What lines in the records below hold the string "stage"? Please show them.

- Opening Delimiter -

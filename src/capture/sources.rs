//! Capture adapters for the deployment's data sources
//!
//! Each adapter is a thin wrapper that turns its settings into a
//! [`CommandCapture`]; the runner enforces the shared failure contract.

use std::path::{Path, PathBuf};
use std::time::Duration;

use super::command::CommandCapture;
use super::{
    config_tree_path, database_dump_path, secrets_archive_path, volume_snapshot_path,
    CaptureSource, SourceKind,
};
use crate::config::settings::{ConfigTreeSource, DatabaseSource, SecretsSource, VolumeSource};
use crate::error::{BackupError, BackupResult};

/// `mysqldump` run inside the database container, credentials from its environment
pub struct DatabaseDump {
    source: DatabaseSource,
    docker: String,
    timeout: Option<Duration>,
}

impl DatabaseDump {
    pub fn new(source: DatabaseSource, docker: impl Into<String>, timeout: Option<Duration>) -> Self {
        Self {
            source,
            docker: docker.into(),
            timeout,
        }
    }

    pub fn command(&self) -> CommandCapture {
        CommandCapture::new(&self.docker).args([
            "exec",
            self.source.container.as_str(),
            "sh",
            "-c",
            "mysqldump -u\"$MYSQL_USER\" -p\"$MYSQL_PASSWORD\" \"$MYSQL_DATABASE\"",
        ])
    }
}

impl CaptureSource for DatabaseDump {
    fn id(&self) -> &str {
        &self.source.id
    }

    fn kind(&self) -> SourceKind {
        SourceKind::Database
    }

    fn relative_path(&self) -> String {
        database_dump_path(&self.source.id)
    }

    fn capture(&self, destination: &Path) -> BackupResult<()> {
        self.command().run(&self.source.id, destination, self.timeout)
    }
}

/// Read-only mount of a named volume into a throwaway container, tarred to stdout
pub struct VolumeSnapshot {
    source: VolumeSource,
    docker: String,
    image: String,
    timeout: Option<Duration>,
}

impl VolumeSnapshot {
    pub fn new(
        source: VolumeSource,
        docker: impl Into<String>,
        image: impl Into<String>,
        timeout: Option<Duration>,
    ) -> Self {
        Self {
            source,
            docker: docker.into(),
            image: image.into(),
            timeout,
        }
    }

    pub fn command(&self) -> CommandCapture {
        CommandCapture::new(&self.docker)
            .args(["run", "--rm"])
            .arg(format!("-v{}:/volume:ro", self.source.volume))
            .args([self.image.as_str(), "tar", "czf", "-", "-C", "/volume", "."])
    }
}

impl CaptureSource for VolumeSnapshot {
    fn id(&self) -> &str {
        &self.source.id
    }

    fn kind(&self) -> SourceKind {
        SourceKind::Volume
    }

    fn relative_path(&self) -> String {
        volume_snapshot_path(&self.source.id)
    }

    fn capture(&self, destination: &Path) -> BackupResult<()> {
        self.command().run(&self.source.id, destination, self.timeout)
    }
}

/// Key material directory tarred from inside its application container
pub struct SecretsDirectory {
    source: SecretsSource,
    docker: String,
    timeout: Option<Duration>,
}

impl SecretsDirectory {
    pub fn new(source: SecretsSource, docker: impl Into<String>, timeout: Option<Duration>) -> Self {
        Self {
            source,
            docker: docker.into(),
            timeout,
        }
    }

    pub fn command(&self) -> CommandCapture {
        CommandCapture::new(&self.docker).args([
            "exec",
            self.source.container.as_str(),
            "tar",
            "czf",
            "-",
            "-C",
            self.source.parent_dir.as_str(),
            self.source.directory.as_str(),
        ])
    }
}

impl CaptureSource for SecretsDirectory {
    fn id(&self) -> &str {
        &self.source.id
    }

    fn kind(&self) -> SourceKind {
        SourceKind::Secrets
    }

    fn relative_path(&self) -> String {
        secrets_archive_path(&self.source.id)
    }

    fn capture(&self, destination: &Path) -> BackupResult<()> {
        self.command().run(&self.source.id, destination, self.timeout)
    }
}

/// Host directory tree packed with `tar --zstd`
pub struct ConfigTree {
    source: ConfigTreeSource,
    tar: String,
    timeout: Option<Duration>,
    store_root: Option<PathBuf>,
}

impl ConfigTree {
    pub fn new(source: ConfigTreeSource, tar: impl Into<String>, timeout: Option<Duration>) -> Self {
        Self {
            source,
            tar: tar.into(),
            timeout,
            store_root: None,
        }
    }

    /// Keep the archive store (and the scratch directories inside it) out of the capture
    pub fn excluding(mut self, store_root: &Path) -> Self {
        self.store_root = Some(store_root.to_path_buf());
        self
    }

    /// Resolve the tree root and split it into the `-C` directory and the entry name
    fn locate(&self) -> BackupResult<(PathBuf, PathBuf, String)> {
        let root = self.source.root.canonicalize().map_err(|e| {
            BackupError::capture(
                &self.source.id,
                format!("cannot resolve {}: {}", self.source.root.display(), e),
            )
        })?;

        match (root.parent(), root.file_name()) {
            (Some(parent), Some(name)) => {
                let parent = parent.to_path_buf();
                let name = name.to_string_lossy().into_owned();
                Ok((root, parent, name))
            }
            _ => Err(BackupError::capture(
                &self.source.id,
                format!("{} has no parent directory", root.display()),
            )),
        }
    }

    /// Exclude pattern for the store when it lies under the tree
    fn store_exclude(&self, root: &Path, name: &str) -> BackupResult<Option<String>> {
        let Some(store) = &self.store_root else {
            return Ok(None);
        };
        let store = store.canonicalize().unwrap_or_else(|_| store.clone());

        if root.starts_with(&store) {
            return Err(BackupError::capture(
                &self.source.id,
                format!(
                    "{} lies inside the archive store {}",
                    root.display(),
                    store.display()
                ),
            ));
        }

        let Ok(inside) = store.strip_prefix(root) else {
            return Ok(None);
        };
        let parts: Vec<String> = inside
            .components()
            .map(|c| c.as_os_str().to_string_lossy().into_owned())
            .collect();
        Ok(Some(format!("--exclude={}/{}", name, parts.join("/"))))
    }

    pub fn command(&self) -> BackupResult<CommandCapture> {
        let (root, parent, name) = self.locate()?;
        let store_exclude = self.store_exclude(&root, &name)?;
        let excludes = self
            .source
            .excludes
            .iter()
            .map(|pattern| format!("--exclude={}/{}", name, pattern))
            .chain(store_exclude);

        Ok(CommandCapture::new(&self.tar)
            .args(["--zstd", "-cf"])
            .destination_arg()
            .args(excludes)
            .arg("-C")
            .arg(parent)
            .arg(name))
    }
}

impl CaptureSource for ConfigTree {
    fn id(&self) -> &str {
        &self.source.id
    }

    fn kind(&self) -> SourceKind {
        SourceKind::ConfigTree
    }

    fn relative_path(&self) -> String {
        config_tree_path(&self.source.id)
    }

    fn capture(&self, destination: &Path) -> BackupResult<()> {
        self.command()?
            .run(&self.source.id, destination, self.timeout)
    }
}

#[cfg(test)]
mod tests {
    use super::*;
    use std::ffi::OsString;
    use tempfile::TempDir;

    fn rendered(cmd: &CommandCapture) -> Vec<String> {
        cmd.render(Path::new("/stage/out"))
            .into_iter()
            .map(|arg: OsString| arg.to_string_lossy().into_owned())
            .collect()
    }

    #[test]
    fn test_database_dump_command() {
        let dump = DatabaseDump::new(
            DatabaseSource {
                id: "kimai".into(),
                container: "kimai-db".into(),
                required: true,
            },
            "docker",
            None,
        );

        let args = rendered(&dump.command());
        assert_eq!(&args[..3], ["docker", "exec", "kimai-db"]);
        assert!(args[5].starts_with("mysqldump"));
        assert_eq!(dump.relative_path(), "databases/kimai.sql");
        assert_eq!(dump.kind(), SourceKind::Database);
    }

    #[test]
    fn test_volume_snapshot_command() {
        let snapshot = VolumeSnapshot::new(
            VolumeSource {
                id: "redis_data".into(),
                volume: "stack_redis_data".into(),
            },
            "docker",
            "busybox",
            None,
        );

        assert_eq!(
            rendered(&snapshot.command()),
            [
                "docker",
                "run",
                "--rm",
                "-vstack_redis_data:/volume:ro",
                "busybox",
                "tar",
                "czf",
                "-",
                "-C",
                "/volume",
                "."
            ]
        );
        assert_eq!(snapshot.relative_path(), "volumes/redis_data.tar.gz");
    }

    #[test]
    fn test_secrets_command() {
        let secrets = SecretsDirectory::new(
            SecretsSource {
                id: "files_encryption".into(),
                container: "nextcloud".into(),
                parent_dir: "/var/www/html/data".into(),
                directory: "files_encryption".into(),
            },
            "docker",
            None,
        );

        let args = rendered(&secrets.command());
        assert_eq!(args[2], "nextcloud");
        assert_eq!(&args[args.len() - 2..], ["/var/www/html/data", "files_encryption"]);
        assert_eq!(secrets.relative_path(), "files_encryption.tar.gz");
    }

    #[test]
    fn test_config_tree_command() {
        let temp = TempDir::new().unwrap();
        let root = temp.path().join("deploy");
        std::fs::create_dir(&root).unwrap();

        let tree = ConfigTree::new(
            ConfigTreeSource {
                id: "repo".into(),
                root: root.clone(),
                excludes: vec!["backups".into()],
            },
            "tar",
            None,
        );

        let args = rendered(&tree.command().unwrap());
        let parent = root.canonicalize().unwrap().parent().unwrap().to_path_buf();
        assert_eq!(
            args,
            [
                "tar".to_string(),
                "--zstd".into(),
                "-cf".into(),
                "/stage/out".into(),
                "--exclude=deploy/backups".into(),
                "-C".into(),
                parent.to_string_lossy().into_owned(),
                "deploy".into(),
            ]
        );
        assert_eq!(tree.relative_path(), "repo.tar.zst");
    }

    fn tree_at(root: PathBuf) -> ConfigTree {
        ConfigTree::new(
            ConfigTreeSource {
                id: "repo".into(),
                root,
                excludes: Vec::new(),
            },
            "tar",
            None,
        )
    }

    #[test]
    fn test_store_inside_tree_is_excluded() {
        let temp = TempDir::new().unwrap();
        let root = temp.path().join("deploy");
        let store = root.join("state").join("backups");
        std::fs::create_dir_all(&store).unwrap();

        let args = rendered(&tree_at(root).excluding(&store).command().unwrap());

        assert!(args.contains(&"--exclude=deploy/state/backups".to_string()));
    }

    #[test]
    fn test_store_outside_tree_adds_no_exclude() {
        let temp = TempDir::new().unwrap();
        let root = temp.path().join("deploy");
        let store = temp.path().join("backups");
        std::fs::create_dir_all(&root).unwrap();
        std::fs::create_dir_all(&store).unwrap();

        let args = rendered(&tree_at(root).excluding(&store).command().unwrap());

        assert!(!args.iter().any(|arg| arg.starts_with("--exclude")));
    }

    #[test]
    fn test_tree_within_store_is_refused() {
        let temp = TempDir::new().unwrap();
        let store = temp.path().join("backups");
        std::fs::create_dir_all(store.join("nested")).unwrap();

        for root in [store.clone(), store.join("nested")] {
            let err = tree_at(root).excluding(&store).command().unwrap_err();
            assert!(err.is_capture());
            assert!(err.to_string().contains("inside the archive store"));
        }
    }

    #[test]
    fn test_config_tree_missing_root_is_capture_error() {
        let tree = ConfigTree::new(
            ConfigTreeSource {
                id: "repo".into(),
                root: PathBuf::from("/nonexistent/tierback/tree"),
                excludes: Vec::new(),
            },
            "tar",
            None,
        );

        let temp = TempDir::new().unwrap();
        let err = tree.capture(&temp.path().join("repo.tar.zst")).unwrap_err();
        assert!(err.is_capture());
    }
}
//! Path management for tierback
//!
//! Resolves where the settings file and the default archive store live.
//!
//! ## Path Resolution Order
//!
//! 1. `TIERBACK_HOME` environment variable (if set)
//! 2. Unix (Linux/macOS): `$XDG_CONFIG_HOME/tierback` or `~/.config/tierback`
//! 3. Windows: `%APPDATA%\tierback`

use std::path::PathBuf;

use crate::error::BackupError;

/// Manages all paths used by tierback
#[derive(Debug, Clone)]
pub struct BackupPaths {
    /// Base directory for settings and the default store
    base_dir: PathBuf,
}

impl BackupPaths {
    /// Create a new BackupPaths instance
    ///
    /// # Errors
    ///
    /// Returns an error if the home directory cannot be determined.
    pub fn new() -> Result<Self, BackupError> {
        let base_dir = if let Ok(custom) = std::env::var("TIERBACK_HOME") {
            PathBuf::from(custom)
        } else {
            resolve_default_path()?
        };

        Ok(Self { base_dir })
    }

    /// Create BackupPaths with a custom base directory (useful for testing)
    pub fn with_base_dir(base_dir: PathBuf) -> Self {
        Self { base_dir }
    }

    /// Get the base directory (~/.config/tierback/ or equivalent)
    pub fn base_dir(&self) -> &PathBuf {
        &self.base_dir
    }

    /// Get the default archive store (~/.config/tierback/backups/)
    pub fn default_store_dir(&self) -> PathBuf {
        self.base_dir.join("backups")
    }

    /// Get the path to the settings file
    pub fn settings_file(&self) -> PathBuf {
        self.base_dir.join("config.json")
    }
}

/// Resolve the default base directory path based on platform
#[cfg(not(windows))]
fn resolve_default_path() -> Result<PathBuf, BackupError> {
    let config_base = match std::env::var("XDG_CONFIG_HOME") {
        Ok(dir) => PathBuf::from(dir),
        Err(_) => {
            let home = std::env::var("HOME")
                .map_err(|_| BackupError::Config("HOME environment variable not set".into()))?;
            PathBuf::from(home).join(".config")
        }
    };
    Ok(config_base.join("tierback"))
}

/// Resolve the default base directory path based on platform
#[cfg(windows)]
fn resolve_default_path() -> Result<PathBuf, BackupError> {
    let appdata = std::env::var("APPDATA")
        .map_err(|_| BackupError::Config("Could not determine APPDATA directory".into()))?;
    Ok(PathBuf::from(appdata).join("tierback"))
}

#[cfg(test)]
mod tests {
    use super::*;
    use tempfile::TempDir;

    #[test]
    fn test_custom_base_dir() {
        let temp_dir = TempDir::new().unwrap();
        let paths = BackupPaths::with_base_dir(temp_dir.path().to_path_buf());

        assert_eq!(paths.base_dir(), temp_dir.path());
        assert_eq!(paths.default_store_dir(), temp_dir.path().join("backups"));
        assert_eq!(paths.settings_file(), temp_dir.path().join("config.json"));
    }
}
//! Archive integrity verification
//!
//! An archive verifies when it decompresses and unpacks end to end, carries a
//! parseable manifest, the manifest lists every required item, and each entry
//! the manifest recorded a size for has that size in the package. Payload
//! bytes are not hashed.

use std::path::{Path, PathBuf};

use tracing::info;

use super::manifest::Manifest;
use super::package::read_package;
use crate::config::Settings;
use crate::error::{BackupError, BackupResult};

/// Outcome of a successful verification
#[derive(Debug, Clone)]
pub struct VerificationReport {
    pub path: PathBuf,
    pub manifest: Manifest,
    /// Number of entries in the package
    pub entry_count: usize,
}

/// Checks archives against their manifests
#[derive(Debug, Clone)]
pub struct IntegrityVerifier {
    required: Vec<String>,
}

impl IntegrityVerifier {
    /// Create a verifier requiring the given manifest paths
    pub fn new(required: Vec<String>) -> Self {
        Self { required }
    }

    /// Require the primary database dumps and the secrets capture
    pub fn from_settings(settings: &Settings) -> Self {
        Self::new(settings.required_items())
    }

    pub fn required(&self) -> &[String] {
        &self.required
    }

    /// Verify one archive
    ///
    /// Never modifies the archive or the store.
    pub fn verify(&self, path: &Path) -> BackupResult<VerificationReport> {
        let fail = |reason: String, missing: Vec<String>| BackupError::Verification {
            path: path.to_path_buf(),
            reason,
            missing,
        };

        if !path.is_file() {
            return Err(fail("archive does not exist".into(), Vec::new()));
        }

        let listing = read_package(path)
            .map_err(|e| fail(format!("archive is not a readable package: {}", e), Vec::new()))?;

        let raw = listing
            .manifest
            .as_deref()
            .ok_or_else(|| fail("archive has no manifest".into(), Vec::new()))?;
        let manifest = Manifest::from_slice(raw)
            .map_err(|e| fail(format!("manifest is unreadable: {}", e), Vec::new()))?;

        let missing = manifest.missing(&self.required);
        if !missing.is_empty() {
            return Err(fail("required items missing from manifest".into(), missing));
        }

        let mismatched: Vec<String> = manifest
            .sizes
            .iter()
            .filter_map(|(file, expected)| match listing.entries.get(file) {
                None => Some(format!("{} (absent from package)", file)),
                Some(actual) if actual != expected => Some(format!(
                    "{} ({} bytes, manifest says {})",
                    file, actual, expected
                )),
                Some(_) => None,
            })
            .collect();
        if !mismatched.is_empty() {
            return Err(fail(
                "package contents do not match manifest".into(),
                mismatched,
            ));
        }

        info!(archive = %path.display(), files = manifest.files.len(), "archive verified");

        Ok(VerificationReport {
            path: path.to_path_buf(),
            entry_count: listing.entries.len(),
            manifest,
        })
    }
}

- Closing Delimiter -

[Answer below]:
        cmd.render(Path::new("/stage/out"))
                "/stage/out".into(),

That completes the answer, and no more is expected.